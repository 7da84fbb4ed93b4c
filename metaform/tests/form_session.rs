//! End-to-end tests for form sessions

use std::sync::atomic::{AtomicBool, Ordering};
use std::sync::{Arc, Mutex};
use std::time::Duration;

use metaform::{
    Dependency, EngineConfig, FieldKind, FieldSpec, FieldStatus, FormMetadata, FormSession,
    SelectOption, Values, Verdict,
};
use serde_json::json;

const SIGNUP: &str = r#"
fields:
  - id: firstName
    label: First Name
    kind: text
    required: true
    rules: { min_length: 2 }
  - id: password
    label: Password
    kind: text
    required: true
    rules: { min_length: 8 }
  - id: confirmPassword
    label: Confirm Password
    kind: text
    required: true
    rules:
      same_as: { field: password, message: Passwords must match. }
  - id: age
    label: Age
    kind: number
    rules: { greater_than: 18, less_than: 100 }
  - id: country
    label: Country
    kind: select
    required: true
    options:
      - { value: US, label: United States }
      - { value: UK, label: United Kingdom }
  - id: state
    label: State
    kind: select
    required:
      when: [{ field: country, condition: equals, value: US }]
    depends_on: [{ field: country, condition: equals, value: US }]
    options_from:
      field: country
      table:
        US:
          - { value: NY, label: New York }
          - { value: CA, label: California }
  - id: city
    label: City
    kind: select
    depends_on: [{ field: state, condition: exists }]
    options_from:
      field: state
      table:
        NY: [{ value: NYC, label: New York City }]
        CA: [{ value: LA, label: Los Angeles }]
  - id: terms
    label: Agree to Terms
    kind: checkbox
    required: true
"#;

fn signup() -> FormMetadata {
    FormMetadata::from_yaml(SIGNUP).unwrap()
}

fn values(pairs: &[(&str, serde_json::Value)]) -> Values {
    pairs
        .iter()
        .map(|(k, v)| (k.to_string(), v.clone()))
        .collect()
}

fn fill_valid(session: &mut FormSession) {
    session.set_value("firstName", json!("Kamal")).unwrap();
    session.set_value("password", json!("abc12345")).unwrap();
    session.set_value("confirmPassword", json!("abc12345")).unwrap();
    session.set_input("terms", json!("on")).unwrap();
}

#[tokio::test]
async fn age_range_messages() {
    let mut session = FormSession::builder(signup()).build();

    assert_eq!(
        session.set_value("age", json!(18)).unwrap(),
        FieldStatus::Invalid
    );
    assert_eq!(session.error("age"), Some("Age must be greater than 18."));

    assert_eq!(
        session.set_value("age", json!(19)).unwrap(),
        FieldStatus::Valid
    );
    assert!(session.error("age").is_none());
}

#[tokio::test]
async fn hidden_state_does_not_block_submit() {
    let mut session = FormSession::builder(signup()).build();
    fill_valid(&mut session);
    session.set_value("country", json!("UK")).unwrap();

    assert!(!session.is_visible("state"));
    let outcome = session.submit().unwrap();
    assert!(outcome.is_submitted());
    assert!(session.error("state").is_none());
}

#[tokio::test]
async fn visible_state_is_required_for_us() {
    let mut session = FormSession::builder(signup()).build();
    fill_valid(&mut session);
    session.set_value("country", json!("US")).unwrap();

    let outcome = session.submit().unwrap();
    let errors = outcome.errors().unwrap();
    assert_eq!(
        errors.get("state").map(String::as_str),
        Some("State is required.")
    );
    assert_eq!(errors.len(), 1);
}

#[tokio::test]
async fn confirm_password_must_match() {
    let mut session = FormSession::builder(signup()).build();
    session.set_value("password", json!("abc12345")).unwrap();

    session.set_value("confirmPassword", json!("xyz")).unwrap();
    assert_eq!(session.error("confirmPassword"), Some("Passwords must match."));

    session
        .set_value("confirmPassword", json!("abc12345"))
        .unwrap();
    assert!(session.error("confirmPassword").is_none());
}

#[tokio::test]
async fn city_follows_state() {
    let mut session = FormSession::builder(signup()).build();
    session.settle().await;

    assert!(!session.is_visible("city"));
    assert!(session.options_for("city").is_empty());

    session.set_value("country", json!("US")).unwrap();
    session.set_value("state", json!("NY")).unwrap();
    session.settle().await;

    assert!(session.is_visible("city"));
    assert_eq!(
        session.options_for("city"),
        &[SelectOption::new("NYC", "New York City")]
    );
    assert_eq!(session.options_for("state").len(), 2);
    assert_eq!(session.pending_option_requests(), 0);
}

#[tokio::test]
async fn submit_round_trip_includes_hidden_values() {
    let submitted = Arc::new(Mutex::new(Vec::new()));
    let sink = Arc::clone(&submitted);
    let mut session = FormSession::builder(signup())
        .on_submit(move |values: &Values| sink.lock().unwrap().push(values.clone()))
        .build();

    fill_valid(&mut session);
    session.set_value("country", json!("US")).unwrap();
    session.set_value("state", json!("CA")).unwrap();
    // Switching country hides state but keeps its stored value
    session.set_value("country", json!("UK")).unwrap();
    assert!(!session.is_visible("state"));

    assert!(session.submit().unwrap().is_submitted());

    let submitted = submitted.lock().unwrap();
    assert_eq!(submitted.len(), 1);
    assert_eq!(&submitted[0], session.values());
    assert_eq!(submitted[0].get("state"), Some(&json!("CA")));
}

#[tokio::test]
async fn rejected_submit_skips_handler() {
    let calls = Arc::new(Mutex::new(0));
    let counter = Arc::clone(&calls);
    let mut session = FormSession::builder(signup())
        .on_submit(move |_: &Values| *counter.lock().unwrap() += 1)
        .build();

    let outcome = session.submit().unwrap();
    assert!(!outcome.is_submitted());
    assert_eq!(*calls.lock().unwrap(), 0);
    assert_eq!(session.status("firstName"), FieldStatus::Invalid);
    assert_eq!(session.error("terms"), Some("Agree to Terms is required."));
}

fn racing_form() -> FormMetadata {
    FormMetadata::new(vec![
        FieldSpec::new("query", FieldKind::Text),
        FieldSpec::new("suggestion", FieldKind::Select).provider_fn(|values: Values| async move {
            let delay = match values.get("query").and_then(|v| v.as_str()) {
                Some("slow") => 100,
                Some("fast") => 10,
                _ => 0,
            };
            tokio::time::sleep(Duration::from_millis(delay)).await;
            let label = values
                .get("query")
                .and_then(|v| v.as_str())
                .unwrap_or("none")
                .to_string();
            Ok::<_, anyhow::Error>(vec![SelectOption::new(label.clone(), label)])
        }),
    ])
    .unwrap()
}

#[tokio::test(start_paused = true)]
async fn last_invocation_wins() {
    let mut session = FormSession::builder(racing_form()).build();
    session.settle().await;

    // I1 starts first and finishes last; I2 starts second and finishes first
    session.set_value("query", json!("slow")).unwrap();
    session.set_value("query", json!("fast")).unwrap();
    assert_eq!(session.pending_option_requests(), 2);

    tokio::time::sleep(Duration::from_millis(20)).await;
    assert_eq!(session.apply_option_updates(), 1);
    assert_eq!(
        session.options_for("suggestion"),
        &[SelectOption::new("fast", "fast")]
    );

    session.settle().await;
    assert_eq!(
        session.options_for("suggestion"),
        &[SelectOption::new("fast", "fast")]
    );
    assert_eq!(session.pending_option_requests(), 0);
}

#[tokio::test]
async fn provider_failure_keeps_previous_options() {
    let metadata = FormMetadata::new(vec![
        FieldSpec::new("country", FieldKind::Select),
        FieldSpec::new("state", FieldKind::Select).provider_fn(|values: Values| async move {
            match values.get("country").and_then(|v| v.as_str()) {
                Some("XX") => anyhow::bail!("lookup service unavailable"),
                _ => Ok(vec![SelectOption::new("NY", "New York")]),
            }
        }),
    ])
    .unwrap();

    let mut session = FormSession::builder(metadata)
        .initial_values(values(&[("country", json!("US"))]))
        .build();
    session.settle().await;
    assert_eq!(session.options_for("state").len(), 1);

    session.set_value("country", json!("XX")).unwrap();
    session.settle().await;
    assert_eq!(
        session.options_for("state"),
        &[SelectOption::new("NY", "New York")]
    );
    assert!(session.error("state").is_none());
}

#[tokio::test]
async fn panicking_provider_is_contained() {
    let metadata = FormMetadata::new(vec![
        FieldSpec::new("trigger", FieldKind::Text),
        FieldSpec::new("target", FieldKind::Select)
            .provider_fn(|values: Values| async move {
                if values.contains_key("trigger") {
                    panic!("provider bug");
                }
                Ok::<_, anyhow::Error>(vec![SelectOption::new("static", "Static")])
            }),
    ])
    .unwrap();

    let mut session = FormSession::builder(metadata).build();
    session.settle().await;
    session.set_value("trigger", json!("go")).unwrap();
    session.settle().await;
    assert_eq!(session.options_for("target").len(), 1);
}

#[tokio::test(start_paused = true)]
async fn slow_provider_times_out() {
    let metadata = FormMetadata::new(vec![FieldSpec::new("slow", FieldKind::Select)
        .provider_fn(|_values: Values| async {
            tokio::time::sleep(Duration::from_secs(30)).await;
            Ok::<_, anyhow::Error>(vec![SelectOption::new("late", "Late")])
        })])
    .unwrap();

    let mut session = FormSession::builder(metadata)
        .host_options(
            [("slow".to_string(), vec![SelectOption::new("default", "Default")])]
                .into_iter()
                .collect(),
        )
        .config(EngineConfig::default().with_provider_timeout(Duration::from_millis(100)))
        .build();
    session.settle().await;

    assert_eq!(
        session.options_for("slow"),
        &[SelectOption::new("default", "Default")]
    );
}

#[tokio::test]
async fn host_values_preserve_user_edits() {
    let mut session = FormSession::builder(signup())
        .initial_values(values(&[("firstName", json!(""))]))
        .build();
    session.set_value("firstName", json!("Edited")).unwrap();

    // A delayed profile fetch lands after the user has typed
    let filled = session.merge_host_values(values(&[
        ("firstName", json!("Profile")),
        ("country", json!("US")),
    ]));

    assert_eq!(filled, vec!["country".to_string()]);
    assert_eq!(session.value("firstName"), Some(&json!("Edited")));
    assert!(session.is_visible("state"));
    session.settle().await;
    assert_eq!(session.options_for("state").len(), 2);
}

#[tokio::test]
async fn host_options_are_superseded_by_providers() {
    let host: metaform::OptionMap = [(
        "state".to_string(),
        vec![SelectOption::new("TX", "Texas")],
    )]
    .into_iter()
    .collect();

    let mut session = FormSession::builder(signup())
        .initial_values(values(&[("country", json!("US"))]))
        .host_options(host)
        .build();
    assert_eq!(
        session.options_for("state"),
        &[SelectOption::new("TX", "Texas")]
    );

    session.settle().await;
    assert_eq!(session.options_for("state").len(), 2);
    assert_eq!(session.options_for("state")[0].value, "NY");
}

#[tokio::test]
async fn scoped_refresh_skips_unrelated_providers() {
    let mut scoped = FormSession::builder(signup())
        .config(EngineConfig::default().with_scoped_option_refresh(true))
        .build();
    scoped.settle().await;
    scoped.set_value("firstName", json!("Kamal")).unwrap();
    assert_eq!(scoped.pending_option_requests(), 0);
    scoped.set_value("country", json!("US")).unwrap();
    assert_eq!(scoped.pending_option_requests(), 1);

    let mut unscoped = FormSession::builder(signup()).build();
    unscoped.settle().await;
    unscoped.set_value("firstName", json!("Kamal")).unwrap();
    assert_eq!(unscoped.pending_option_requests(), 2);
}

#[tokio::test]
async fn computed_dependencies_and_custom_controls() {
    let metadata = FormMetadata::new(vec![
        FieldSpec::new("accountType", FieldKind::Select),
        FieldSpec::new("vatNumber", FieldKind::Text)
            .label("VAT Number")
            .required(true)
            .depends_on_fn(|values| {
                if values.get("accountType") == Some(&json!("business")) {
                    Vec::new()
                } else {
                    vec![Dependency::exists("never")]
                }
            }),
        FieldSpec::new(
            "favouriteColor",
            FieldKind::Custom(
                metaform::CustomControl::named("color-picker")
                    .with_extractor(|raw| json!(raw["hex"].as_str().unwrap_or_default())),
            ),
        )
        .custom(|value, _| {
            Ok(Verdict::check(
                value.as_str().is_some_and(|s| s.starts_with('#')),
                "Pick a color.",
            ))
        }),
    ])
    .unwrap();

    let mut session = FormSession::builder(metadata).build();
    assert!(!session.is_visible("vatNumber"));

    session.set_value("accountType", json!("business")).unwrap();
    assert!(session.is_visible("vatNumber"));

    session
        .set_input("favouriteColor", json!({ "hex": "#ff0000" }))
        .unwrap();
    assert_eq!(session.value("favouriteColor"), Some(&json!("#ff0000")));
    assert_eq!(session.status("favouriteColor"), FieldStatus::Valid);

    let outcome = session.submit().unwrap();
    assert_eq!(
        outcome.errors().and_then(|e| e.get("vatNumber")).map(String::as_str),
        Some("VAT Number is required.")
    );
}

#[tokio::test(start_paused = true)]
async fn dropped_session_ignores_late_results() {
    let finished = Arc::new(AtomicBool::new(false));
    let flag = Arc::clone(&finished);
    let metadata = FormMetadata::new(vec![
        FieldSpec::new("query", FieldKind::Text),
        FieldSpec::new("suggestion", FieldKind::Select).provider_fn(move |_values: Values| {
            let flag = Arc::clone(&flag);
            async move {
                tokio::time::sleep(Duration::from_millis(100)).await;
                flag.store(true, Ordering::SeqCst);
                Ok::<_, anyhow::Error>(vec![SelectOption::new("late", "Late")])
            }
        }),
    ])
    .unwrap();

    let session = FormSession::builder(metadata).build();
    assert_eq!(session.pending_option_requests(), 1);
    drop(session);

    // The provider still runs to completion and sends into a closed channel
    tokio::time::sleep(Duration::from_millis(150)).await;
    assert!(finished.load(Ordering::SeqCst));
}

- REQUIREMENT
In the material above, how many lines hold the word "Verdict"? Say only the number.

- SOLUTION TO THIS EXERCISE
2